I guess you just have to ask yourself seriously if he will change if you two had a second blessing....

Honestly, it doesnt sound like he would be any different to now. I mean, if he has DD in front of his eyes and doesnt care to give her the light of day, then what makes you think that a second child would magically change him...

Oh i just re-read that, that sounded really mean... I didnt want it to come out like that, i just think that if he cant see the amazing reality of your current DD, he will never accept the magic of a second, and it will probably make your life much much harder doing it all on your own.

I really hope you can work on getting your relationship on track before you decide on TTC a second..... :hugs: It sounds like you really need his support at times.

Pippy the Hippo
10-01-2011, 16:24
Also, i would just like to add, i was also an only child and my mother was a single parent from when i was about 5 years old.

I really wish i had a sibling at times to confide in, but seriously, my mum is the closest person in my life and i dont think i would change that. She has since re-married, and not had any other children....

I dont think being an only child is SO bad! :) Besides, i dont know any different!

:hugs:

potatocake
14-01-2011, 17:35
You've gotta ask yourself what the probable outcome will be:

Being a single mother of two? I'm a mother of one and it's hard enough. I couldn't imagine doing it on my own, let alone deciding to have two children as a single mother, but each to their own . . .

Staying in the relationship? Is this the sort of environment you want to raise children? Is he the sort of role model you want for your kids?

If your answer is yes, I think you should go for it! Have a bunch of kids if that's what you want!

All the best.

TallisLanesMummy
07-02-2011, 08:15
THB i think you are mad for wanting a child with a man who is as unstable as your DP is! I fell preg by accident to my ex Dp and he was all kinds of nasty hence to say my eldest DS hasn't seen his BF since he was 6 weeks old...

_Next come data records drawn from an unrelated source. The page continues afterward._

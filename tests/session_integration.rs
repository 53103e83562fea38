// SPDX-License-Identifier: AGPL-3.0-or-later

//! End-to-end tests against an in-process mock drive: a loopback TCP
//! listener that speaks the same PDU framing a real Kinetic drive would.
//! There is no way to run these against real hardware in CI, so the mock
//! stands in for the drive side of the protocol.

use std::time::Duration;

use bytes::Bytes;
use kinetic_client_rs::{
    cfg::config::SessionConfig,
    client::{Bus, Client},
    commands::{delete, get, key_range, noop, put},
    entry::Entry,
    key_range::{KeyRange, KeyRangeBuffer},
    message,
    proto::{self, Message, message::AuthType},
    session::Session,
    status::Status,
};
use prost::Message as _;
use tokio::{
    io::{AsyncReadExt, AsyncWriteExt},
    net::{TcpListener, TcpStream},
};

const HMAC_KEY: &[u8] = b"asdfasdf";
const IDENTITY: i64 = 1;

async fn read_framed(stream: &mut TcpStream) -> (proto::Message, Bytes) {
    let mut header = [0u8; 9];
    stream.read_exact(&mut header).await.expect("header");
    let proto_len = u32::from_be_bytes([header[1], header[2], header[3], header[4]]) as usize;
    let value_len = u32::from_be_bytes([header[5], header[6], header[7], header[8]]) as usize;
    let mut proto_buf = vec![0u8; proto_len];
    stream.read_exact(&mut proto_buf).await.expect("proto body");
    let mut value_buf = vec![0u8; value_len];
    if value_len > 0 {
        stream.read_exact(&mut value_buf).await.expect("value body");
    }
    let message = Message::decode(proto_buf.as_slice()).expect("decode message");
    (message, Bytes::from(value_buf))
}

async fn write_framed(stream: &mut TcpStream, message: &Message, value: &[u8]) {
    let proto_bytes = message.encode_to_vec();
    let mut header = [0u8; 9];
    header[0] = 0x46;
    header[1..5].copy_from_slice(&(proto_bytes.len() as u32).to_be_bytes());
    header[5..9].copy_from_slice(&(value.len() as u32).to_be_bytes());
    stream.write_all(&header).await.expect("write header");
    stream.write_all(&proto_bytes).await.expect("write proto");
    stream.write_all(value).await.expect("write value");
}

fn unsolicited_handshake(connection_id: i64) -> Message {
    let command = proto::Command {
        header: Some(proto::Header {
            connection_id,
            ..Default::default()
        }),
        body: None,
        status: Some(proto::Status {
            code: proto::StatusCode::Success as i32,
            ..Default::default()
        }),
    };
    Message {
        auth_type: AuthType::Unsolicitedstatus as i32,
        hmac_auth: None,
        pin_auth: None,
        command_bytes: command.encode_to_vec(),
    }
}

fn success_response(ack_sequence: i64, body: Option<proto::Body>) -> (Message, Vec<u8>) {
    let command = proto::Command {
        header: Some(proto::Header {
            ack_sequence,
            ..Default::default()
        }),
        body,
        status: Some(proto::Status {
            code: proto::StatusCode::Success as i32,
            ..Default::default()
        }),
    };
    let message = message::build_message(&command, message::Auth::Hmac {
        identity: IDENTITY,
        key: HMAC_KEY,
    });
    (message, Vec::new())
}

/// Starts a mock drive on an ephemeral port and returns (port, join handle
/// controlling the listener task). `behavior` is invoked once per
/// accepted request after the handshake; it gets the decoded `Command`
/// and the value bytes, and returns the response to send (or `None` to
/// send nothing, simulating a dropped/slow response).
async fn start_mock_drive<F>(behavior: F) -> u16
where
    F: Fn(proto::Command, Bytes) -> Option<(Message, Vec<u8>)> + Send + Sync + 'static,
{
    let listener = TcpListener::bind("127.0.0.1:0").await.expect("bind");
    let port = listener.local_addr().expect("local addr").port();

    tokio::spawn(async move {
        let (mut stream, _) = listener.accept().await.expect("accept");
        write_framed(&mut stream, &unsolicited_handshake(42), &[]).await;

        loop {
            let (message, value) = read_framed(&mut stream).await;
            let command = match message::verify_and_unwrap(&message, HMAC_KEY) {
                Ok(c) => c,
                Err(_) => continue,
            };
            if let Some((response, response_value)) = behavior(command, value) {
                write_framed(&mut stream, &response, &response_value).await;
            }
        }
    });

    port
}

fn test_config(port: u16) -> SessionConfig {
    SessionConfig {
        host: "127.0.0.1".to_string(),
        port,
        cluster_version: 0,
        identity: IDENTITY,
        hmac_key: String::from_utf8(HMAC_KEY.to_vec()).expect("ascii key"),
        use_tls: false,
        connect_timeout: Duration::from_secs(2),
        response_timeout: Duration::from_secs(2),
    }
}

async fn connect(port: u16) -> (std::sync::Arc<Session>, std::sync::Arc<Bus>) {
    let client = Client::init(&kinetic_client_rs::cfg::config::ClientConfig {
        log_file: None,
        log_level: "error".to_string(),
        log_json: false,
        max_threadpool_threads: 2,
    })
    .expect("client init");
    let bus = client.bus();
    let session = Session::connect(test_config(port), bus.clone())
        .await
        .expect("connect");
    (session, bus)
}

#[tokio::test]
async fn handshake_establishes_connection_id() {
    let port = start_mock_drive(|command, _| {
        let ack = command.header.expect("header").sequence;
        Some(success_response(ack, None))
    })
    .await;
    let (session, _bus) = connect(port).await;
    assert_eq!(session.connection_id(), 42);
    session.disconnect().await;
}

#[tokio::test]
async fn noop_round_trips() {
    let port = start_mock_drive(|command, _| {
        let ack = command.header.expect("header").sequence;
        Some(success_response(ack, None))
    })
    .await;
    let (session, _bus) = connect(port).await;
    noop::noop(&session).await.expect("noop succeeds");
    session.disconnect().await;
}

#[tokio::test]
async fn put_then_get_round_trips_value() {
    let stored: std::sync::Arc<std::sync::Mutex<Option<Vec<u8>>>> =
        std::sync::Arc::new(std::sync::Mutex::new(None));
    let stored_in_mock = stored.clone();
    let port = start_mock_drive(move |command, value| {
        let header = command.header.expect("header");
        let ack = header.sequence;
        match header.message_type() {
            proto::MessageType::Put => {
                *stored_in_mock.lock().expect("lock") = Some(value.to_vec());
                Some(success_response(ack, None))
            }
            proto::MessageType::Get => {
                let kv = proto::KeyValue {
                    key: b"k1".to_vec(),
                    tag: b"tag1".to_vec(),
                    ..Default::default()
                };
                let (msg, _) = success_response(ack, Some(proto::Body {
                    key_value: Some(kv),
                    ..Default::default()
                }));
                let value_out = stored_in_mock.lock().expect("lock").clone().unwrap_or_default();
                Some((msg, value_out))
            }
            _ => None,
        }
    })
    .await;
    let (session, _bus) = connect(port).await;

    let mut entry = Entry {
        key: Bytes::from_static(b"k1"),
        tag: Bytes::from_static(b"tag1"),
        value: Bytes::from_static(b"hello world"),
        ..Default::default()
    };
    put::put(&session, &mut entry).await.expect("put succeeds");

    let mut fetched = Entry {
        key: Bytes::from_static(b"k1"),
        ..Default::default()
    };
    get::get(&session, &mut fetched, get::Direction::Exact)
        .await
        .expect("get succeeds");
    assert_eq!(fetched.value, Bytes::from_static(b"hello world"));
    assert_eq!(fetched.tag, Bytes::from_static(b"tag1"));

    session.disconnect().await;
}

#[tokio::test]
async fn delete_propagates_not_found_status() {
    let port = start_mock_drive(|command, _| {
        let header = command.header.expect("header");
        let response = proto::Command {
            header: Some(proto::Header {
                ack_sequence: header.sequence,
                ..Default::default()
            }),
            body: None,
            status: Some(proto::Status {
                code: proto::StatusCode::NotFound as i32,
                ..Default::default()
            }),
        };
        let message = message::build_message(&response, message::Auth::Hmac {
            identity: IDENTITY,
            key: HMAC_KEY,
        });
        Some((message, Vec::new()))
    })
    .await;
    let (session, _bus) = connect(port).await;

    let entry = Entry {
        key: Bytes::from_static(b"missing"),
        ..Default::default()
    };
    let result = delete::delete(&session, &entry).await;
    assert_eq!(result, Err(Status::NotFound));
    session.disconnect().await;
}

#[tokio::test]
async fn operation_times_out_when_drive_never_replies() {
    let port = start_mock_drive(|_command, _value| None).await;
    let mut cfg = test_config(port);
    cfg.response_timeout = Duration::from_millis(200);
    let client = Client::init(&kinetic_client_rs::cfg::config::ClientConfig {
        log_file: None,
        log_level: "error".to_string(),
        log_json: false,
        max_threadpool_threads: 2,
    })
    .expect("client init");
    let session = Session::connect(cfg, client.bus()).await.expect("connect");

    let result = noop::noop(&session).await;
    assert_eq!(result, Err(Status::OperationTimedOut));
    session.disconnect().await;
}

#[tokio::test]
async fn get_key_range_reports_buffer_overrun_but_keeps_prefix() {
    let port = start_mock_drive(|command, _| {
        let header = command.header.expect("header");
        let keys = vec![b"a".to_vec(), b"b".to_vec(), b"c".to_vec()];
        let range = proto::Range {
            keys,
            ..Default::default()
        };
        Some(success_response(header.sequence, Some(proto::Body {
            range: Some(range),
            ..Default::default()
        })))
    })
    .await;
    let (session, _bus) = connect(port).await;

    let range = KeyRange {
        start_key: Bytes::from_static(b"a"),
        end_key: Bytes::from_static(b"z"),
        max_returned: 3,
        ..Default::default()
    };
    let mut buffer = KeyRangeBuffer::with_capacity(2);
    let result = key_range::get_key_range(&session, &range, &mut buffer).await;
    assert_eq!(result, Err(Status::BufferOverrun));
    assert_eq!(buffer.keys.len(), 2);
    assert_eq!(buffer.keys[0], Bytes::from_static(b"a"));

    session.disconnect().await;
}

#[tokio::test]
async fn eleventh_concurrent_request_is_rejected_as_max_outstanding() {
    let port = start_mock_drive(|_command, _value| None).await;
    let (session, _bus) = connect(port).await;

    // Fill the session to capacity with requests the mock drive never
    // answers, so they stay outstanding for the duration of the test.
    let mut tasks = Vec::new();
    for _ in 0..kinetic_client_rs::operation::MAX_OUTSTANDING {
        let session = session.clone();
        tasks.push(tokio::spawn(async move { noop::noop(&session).await }));
    }
    // Give the writer loop a moment to register each before probing capacity.
    tokio::time::sleep(Duration::from_millis(50)).await;

    let eleventh = noop::noop(&session).await;
    assert_eq!(eleventh, Err(Status::MaxOutstandingExceeded));

    for task in tasks {
        task.abort();
    }
    session.disconnect().await;
}

#[tokio::test]
async fn submit_async_runs_closure_off_the_caller_task() {
    let port = start_mock_drive(|command, _| {
        let ack = command.header.expect("header").sequence;
        Some(success_response(ack, None))
    })
    .await;
    let (session, _bus) = connect(port).await;

    let (tx, rx) = tokio::sync::oneshot::channel();
    let status = session.submit_async(
        proto::Command {
            header: None,
            body: None,
            status: None,
        },
        Bytes::new(),
        proto::MessageType::Noop,
        move |result| {
            let _ = tx.send(result.is_ok());
        },
    );
    assert_eq!(status, Status::SuccessPending);
    let completed_ok = rx.await.expect("closure ran");
    assert!(completed_ok);

    session.disconnect().await;
}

what are you going to do if one of the kids turns out to need extra care and attention from you, be rather unfair on both kids if that happens and you don't have the support from the father (as that is the other person who's support they need, no one elses will do)

Who bloody cares if they aren't full blood siblings? More often then not, no matter what anyone else says step-in-fathers love and treat the kids exactly the same as the bio fathers... my eldest DS has only ever known my DP as his dad and i'd rather it that way then see the all kinds of nasty of his bio father! Alot of my friends are in exactly the same boat and the step-in-fathers are better men then the bio fathers!

Really take time to think about it & the repcussions if you go ahead and have a special needs child who needs more support then you can give as a single parent and the effects on your other child!

Kimberleygal1
11-02-2011, 16:53
You may not appreciate my honesty but.... DON'T DO IT.
You are very obviously not happy and if he isn't coping with being a father with one child it will not change having another child. He is not being fair to you or your daughter. It will only get worse and it's the children who suffer in the end! It sounds like you deserve alot more than he is giving you... perhaps that special someone is still out there looking for you!

waterlily
11-02-2011, 17:07
I have read all your post about your DP. LEAVE and do not have another baby with him. You will find another man who will love and respect you and your DD, please wait for him.

I'm sorry but your partner is an ar se.